> WORK ORDER
Please return exactly the lines from the one containing "commas count once" through the end of the records, including both.

::::

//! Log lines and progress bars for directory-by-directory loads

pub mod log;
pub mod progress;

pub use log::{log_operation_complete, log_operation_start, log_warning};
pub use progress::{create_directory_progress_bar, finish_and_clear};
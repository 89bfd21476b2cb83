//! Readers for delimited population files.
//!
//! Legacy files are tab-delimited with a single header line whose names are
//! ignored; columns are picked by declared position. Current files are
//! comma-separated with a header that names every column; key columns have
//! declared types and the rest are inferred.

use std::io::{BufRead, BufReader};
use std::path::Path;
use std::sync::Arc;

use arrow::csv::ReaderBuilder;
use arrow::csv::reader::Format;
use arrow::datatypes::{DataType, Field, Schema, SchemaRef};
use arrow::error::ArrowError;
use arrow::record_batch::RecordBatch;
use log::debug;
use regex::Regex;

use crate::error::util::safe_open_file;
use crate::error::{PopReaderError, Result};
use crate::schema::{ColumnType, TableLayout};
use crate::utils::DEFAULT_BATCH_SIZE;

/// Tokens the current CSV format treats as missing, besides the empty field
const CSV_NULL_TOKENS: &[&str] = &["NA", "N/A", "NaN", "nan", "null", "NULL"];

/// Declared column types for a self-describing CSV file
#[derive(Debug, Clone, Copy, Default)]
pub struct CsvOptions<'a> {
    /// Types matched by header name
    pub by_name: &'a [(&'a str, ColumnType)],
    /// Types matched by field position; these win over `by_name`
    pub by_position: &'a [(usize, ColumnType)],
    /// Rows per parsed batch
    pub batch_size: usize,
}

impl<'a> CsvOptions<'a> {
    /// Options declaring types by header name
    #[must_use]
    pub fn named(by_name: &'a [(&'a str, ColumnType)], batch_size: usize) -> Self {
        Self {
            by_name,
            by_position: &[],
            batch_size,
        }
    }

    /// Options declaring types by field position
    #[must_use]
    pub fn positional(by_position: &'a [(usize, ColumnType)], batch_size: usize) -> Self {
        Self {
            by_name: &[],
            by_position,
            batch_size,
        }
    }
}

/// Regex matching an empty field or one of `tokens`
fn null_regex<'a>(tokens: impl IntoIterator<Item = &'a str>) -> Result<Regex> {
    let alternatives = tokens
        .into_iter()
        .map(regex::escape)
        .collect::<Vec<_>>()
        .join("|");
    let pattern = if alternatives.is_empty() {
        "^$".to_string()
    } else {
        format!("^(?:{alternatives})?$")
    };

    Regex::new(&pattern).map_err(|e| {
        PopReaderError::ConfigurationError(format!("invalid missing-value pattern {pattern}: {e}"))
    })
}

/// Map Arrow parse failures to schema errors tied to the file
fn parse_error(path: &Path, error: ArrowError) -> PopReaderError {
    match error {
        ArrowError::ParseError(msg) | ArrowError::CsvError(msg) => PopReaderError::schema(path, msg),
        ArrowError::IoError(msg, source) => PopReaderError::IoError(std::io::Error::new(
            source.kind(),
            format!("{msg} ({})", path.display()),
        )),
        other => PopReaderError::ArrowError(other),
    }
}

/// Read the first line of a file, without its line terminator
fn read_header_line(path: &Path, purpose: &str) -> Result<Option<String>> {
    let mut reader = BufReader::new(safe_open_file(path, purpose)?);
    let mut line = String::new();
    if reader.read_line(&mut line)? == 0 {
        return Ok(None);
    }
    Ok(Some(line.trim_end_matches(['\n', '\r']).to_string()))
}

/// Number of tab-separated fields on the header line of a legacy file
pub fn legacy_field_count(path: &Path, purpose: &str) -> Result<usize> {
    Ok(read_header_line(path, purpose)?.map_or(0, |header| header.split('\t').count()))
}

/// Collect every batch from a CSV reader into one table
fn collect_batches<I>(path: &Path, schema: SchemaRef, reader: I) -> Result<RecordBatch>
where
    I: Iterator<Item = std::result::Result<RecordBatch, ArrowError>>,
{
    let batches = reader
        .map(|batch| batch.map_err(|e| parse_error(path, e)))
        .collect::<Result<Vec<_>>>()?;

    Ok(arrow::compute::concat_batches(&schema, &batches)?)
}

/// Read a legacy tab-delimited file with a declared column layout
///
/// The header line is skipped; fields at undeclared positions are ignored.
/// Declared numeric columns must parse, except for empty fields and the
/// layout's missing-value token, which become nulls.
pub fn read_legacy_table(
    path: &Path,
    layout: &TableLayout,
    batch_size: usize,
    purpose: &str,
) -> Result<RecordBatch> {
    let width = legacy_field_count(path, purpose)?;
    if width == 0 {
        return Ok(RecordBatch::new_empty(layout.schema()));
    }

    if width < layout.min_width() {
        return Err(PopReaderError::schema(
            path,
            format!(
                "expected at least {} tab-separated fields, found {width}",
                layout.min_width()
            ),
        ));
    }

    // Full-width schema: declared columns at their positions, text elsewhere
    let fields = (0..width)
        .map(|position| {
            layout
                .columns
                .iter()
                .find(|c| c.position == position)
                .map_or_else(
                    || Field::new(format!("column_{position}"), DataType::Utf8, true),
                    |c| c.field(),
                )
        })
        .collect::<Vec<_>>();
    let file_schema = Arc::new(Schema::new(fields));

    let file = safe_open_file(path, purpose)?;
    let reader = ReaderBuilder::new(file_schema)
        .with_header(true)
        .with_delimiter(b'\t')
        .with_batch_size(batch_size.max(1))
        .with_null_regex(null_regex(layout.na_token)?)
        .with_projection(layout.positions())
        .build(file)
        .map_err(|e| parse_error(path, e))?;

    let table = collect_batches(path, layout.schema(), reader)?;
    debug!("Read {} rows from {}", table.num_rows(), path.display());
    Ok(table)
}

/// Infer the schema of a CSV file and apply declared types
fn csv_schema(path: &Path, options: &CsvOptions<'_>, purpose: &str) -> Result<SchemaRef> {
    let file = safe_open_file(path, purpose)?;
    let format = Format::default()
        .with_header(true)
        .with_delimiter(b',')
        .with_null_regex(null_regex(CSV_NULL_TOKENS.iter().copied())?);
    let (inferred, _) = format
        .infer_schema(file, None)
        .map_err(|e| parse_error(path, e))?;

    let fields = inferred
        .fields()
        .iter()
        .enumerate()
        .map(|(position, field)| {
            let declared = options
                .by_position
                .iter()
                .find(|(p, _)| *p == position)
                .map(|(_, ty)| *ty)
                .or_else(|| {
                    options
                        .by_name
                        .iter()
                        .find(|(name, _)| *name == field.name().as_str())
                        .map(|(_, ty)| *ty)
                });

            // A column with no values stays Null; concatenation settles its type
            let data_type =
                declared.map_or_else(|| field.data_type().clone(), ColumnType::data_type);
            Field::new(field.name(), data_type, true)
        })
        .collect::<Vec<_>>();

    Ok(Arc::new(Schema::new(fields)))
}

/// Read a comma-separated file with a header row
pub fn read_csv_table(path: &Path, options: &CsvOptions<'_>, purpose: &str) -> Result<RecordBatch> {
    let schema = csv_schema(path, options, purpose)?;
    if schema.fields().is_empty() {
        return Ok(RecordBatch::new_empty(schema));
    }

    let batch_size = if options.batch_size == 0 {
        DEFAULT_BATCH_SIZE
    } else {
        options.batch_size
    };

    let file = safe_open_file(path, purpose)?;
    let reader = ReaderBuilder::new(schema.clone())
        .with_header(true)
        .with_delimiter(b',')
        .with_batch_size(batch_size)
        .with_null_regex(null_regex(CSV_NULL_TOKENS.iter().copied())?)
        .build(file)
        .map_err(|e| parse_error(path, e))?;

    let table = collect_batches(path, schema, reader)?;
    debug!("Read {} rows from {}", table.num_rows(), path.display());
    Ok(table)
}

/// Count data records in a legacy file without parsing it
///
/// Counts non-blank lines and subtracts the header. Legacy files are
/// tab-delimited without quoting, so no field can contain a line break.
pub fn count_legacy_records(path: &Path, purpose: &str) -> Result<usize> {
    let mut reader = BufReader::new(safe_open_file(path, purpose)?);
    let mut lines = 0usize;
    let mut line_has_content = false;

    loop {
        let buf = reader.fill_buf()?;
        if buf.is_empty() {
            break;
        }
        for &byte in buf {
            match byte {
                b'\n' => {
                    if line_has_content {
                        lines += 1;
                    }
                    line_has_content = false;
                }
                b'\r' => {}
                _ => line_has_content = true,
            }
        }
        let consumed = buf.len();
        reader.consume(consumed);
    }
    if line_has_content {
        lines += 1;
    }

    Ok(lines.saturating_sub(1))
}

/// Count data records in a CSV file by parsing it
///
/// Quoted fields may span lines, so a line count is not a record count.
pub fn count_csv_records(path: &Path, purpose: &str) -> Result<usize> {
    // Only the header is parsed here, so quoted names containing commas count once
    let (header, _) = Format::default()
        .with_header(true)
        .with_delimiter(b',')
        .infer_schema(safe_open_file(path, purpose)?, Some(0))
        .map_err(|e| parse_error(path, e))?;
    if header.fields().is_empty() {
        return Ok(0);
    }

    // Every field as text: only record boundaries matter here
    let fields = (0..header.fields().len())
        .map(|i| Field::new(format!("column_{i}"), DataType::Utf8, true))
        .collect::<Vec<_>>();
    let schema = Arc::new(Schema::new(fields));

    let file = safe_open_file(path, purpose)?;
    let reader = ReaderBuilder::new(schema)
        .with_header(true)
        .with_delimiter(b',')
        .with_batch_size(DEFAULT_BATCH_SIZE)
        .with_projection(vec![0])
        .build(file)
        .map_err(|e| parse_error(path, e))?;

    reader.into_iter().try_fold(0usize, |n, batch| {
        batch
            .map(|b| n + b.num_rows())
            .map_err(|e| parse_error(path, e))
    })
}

::::

> SOLVED EXERCISE
    // Only the header is parsed here, so quoted names containing commas count once
    let (header, _) = Format::default()
        .with_header(true)
        .with_delimiter(b',')
        .infer_schema(safe_open_file(path, purpose)?, Some(0))
        .map_err(|e| parse_error(path, e))?;
    if header.fields().is_empty() {
        return Ok(0);
    }

    // Every field as text: only record boundaries matter here
    let fields = (0..header.fields().len())
        .map(|i| Field::new(format!("column_{i}"), DataType::Utf8, true))
        .collect::<Vec<_>>();
    let schema = Arc::new(Schema::new(fields));

    let file = safe_open_file(path, purpose)?;
    let reader = ReaderBuilder::new(schema)
        .with_header(true)
        .with_delimiter(b',')
        .with_batch_size(DEFAULT_BATCH_SIZE)
        .with_projection(vec![0])
        .build(file)
        .map_err(|e| parse_error(path, e))?;

    reader.into_iter().try_fold(0usize, |n, batch| {
        batch
            .map(|b| n + b.num_rows())
            .map_err(|e| parse_error(path, e))
    })
}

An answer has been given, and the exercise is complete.